* _Problem statement_
Pick out each line of the records that includes the string "labels", and copy it.
[Extracted data — start]
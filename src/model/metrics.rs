use std::collections::BTreeSet;
use std::fmt;

/// Per-class scores. Divisions by zero score 0.
#[derive(Debug, Clone, PartialEq)]
pub struct ClassScores {
    pub label: usize,
    pub precision: f64,
    pub recall: f64,
    pub f1: f64,
    pub support: usize,
}

/// Precision / recall / F1 per class plus overall accuracy.
#[derive(Debug, Clone, PartialEq)]
pub struct ClassificationReport {
    pub classes: Vec<ClassScores>,
    pub accuracy: f64,
    /// `confusion[i][j]`: rows with actual class `classes[i]` predicted as `classes[j]`.
    pub confusion: Vec<Vec<usize>>,
}

fn ratio(num: usize, den: usize) -> f64 {
    if den == 0 {
        0.0
    } else {
        num as f64 / den as f64
    }
}

impl ClassificationReport {
    /// Score `predicted` against `actual`. Classes are every label seen on
    /// either side, in ascending order.
    pub fn new(actual: &[usize], predicted: &[usize]) -> Self {
        let labels: Vec<usize> = actual
            .iter()
            .chain(predicted)
            .copied()
            .collect::<BTreeSet<_>>()
            .into_iter()
            .collect();
        let pos = |l: usize| labels.iter().position(|&x| x == l).unwrap_or(0);

        let mut confusion = vec![vec![0usize; labels.len()]; labels.len()];
        for (&a, &p) in actual.iter().zip(predicted) {
            confusion[pos(a)][pos(p)] += 1;
        }

        let classes = labels
            .iter()
            .enumerate()
            .map(|(i, &label)| {
                let tp = confusion[i][i];
                let support: usize = confusion[i].iter().sum();
                let predicted_as: usize = confusion.iter().map(|row| row[i]).sum();
                let precision = ratio(tp, predicted_as);
                let recall = ratio(tp, support);
                let f1 = if precision + recall == 0.0 {
                    0.0
                } else {
                    2.0 * precision * recall / (precision + recall)
                };
                ClassScores {
                    label,
                    precision,
                    recall,
                    f1,
                    support,
                }
            })
            .collect();

        let total = actual.len().min(predicted.len());
        let correct = (0..labels.len()).map(|i| confusion[i][i]).sum();

        ClassificationReport {
            classes,
            accuracy: ratio(correct, total),
            confusion,
        }
    }
}

impl fmt::Display for ClassificationReport {
    fn fmt(&self, f: &mut fmt::Formatter<'_>) -> fmt::Result {
        writeln!(
            f,
            "{:>12} {:>10} {:>10} {:>10} {:>10}",
            "", "precision", "recall", "f1-score", "support"
        )?;
        for c in &self.classes {
            writeln!(
                f,
                "{:>12} {:>10.2} {:>10.2} {:>10.2} {:>10}",
                c.label, c.precision, c.recall, c.f1, c.support
            )?;
        }
        let support: usize = self.classes.iter().map(|c| c.support).sum();
        write!(
            f,
            "{:>12} {:>10} {:>10} {:>10.2} {:>10}",
            "accuracy", "", "", self.accuracy, support
        )
    }
}

#[cfg(test)]
mod tests {
    use super::*;

    #[test]
    fn binary_scores() {
        let actual = [1, 1, 1, 0, 0, 0];
        let predicted = [1, 1, 0, 0, 0, 1];
        let report = ClassificationReport::new(&actual, &predicted);

        assert_eq!(report.confusion, vec![vec![2, 1], vec![1, 2]]);
        assert!((report.accuracy - 4.0 / 6.0).abs() < 1e-12);
        let ones = &report.classes[1];
        assert_eq!(ones.label, 1);
        assert_eq!(ones.support, 3);
        assert!((ones.precision - 2.0 / 3.0).abs() < 1e-12);
        assert!((ones.recall - 2.0 / 3.0).abs() < 1e-12);
        assert!((ones.f1 - 2.0 / 3.0).abs() < 1e-12);
    }

    #[test]
    fn never_predicted_class_scores_zero() {
        let report = ClassificationReport::new(&[0, 1, 1], &[0, 0, 0]);
        let ones = &report.classes[1];
        assert_eq!(ones.precision, 0.0);
        assert_eq!(ones.recall, 0.0);
        assert_eq!(ones.f1, 0.0);
        assert!(report.to_string().contains("accuracy"));
    }
}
[Extracted data — finish]
* _Written solution_
        let labels: Vec<usize> = actual
        let pos = |l: usize| labels.iter().position(|&x| x == l).unwrap_or(0);
        let mut confusion = vec![vec![0usize; labels.len()]; labels.len()];
        let classes = labels
        let correct = (0..labels.len()).map(|i| confusion[i][i]).sum();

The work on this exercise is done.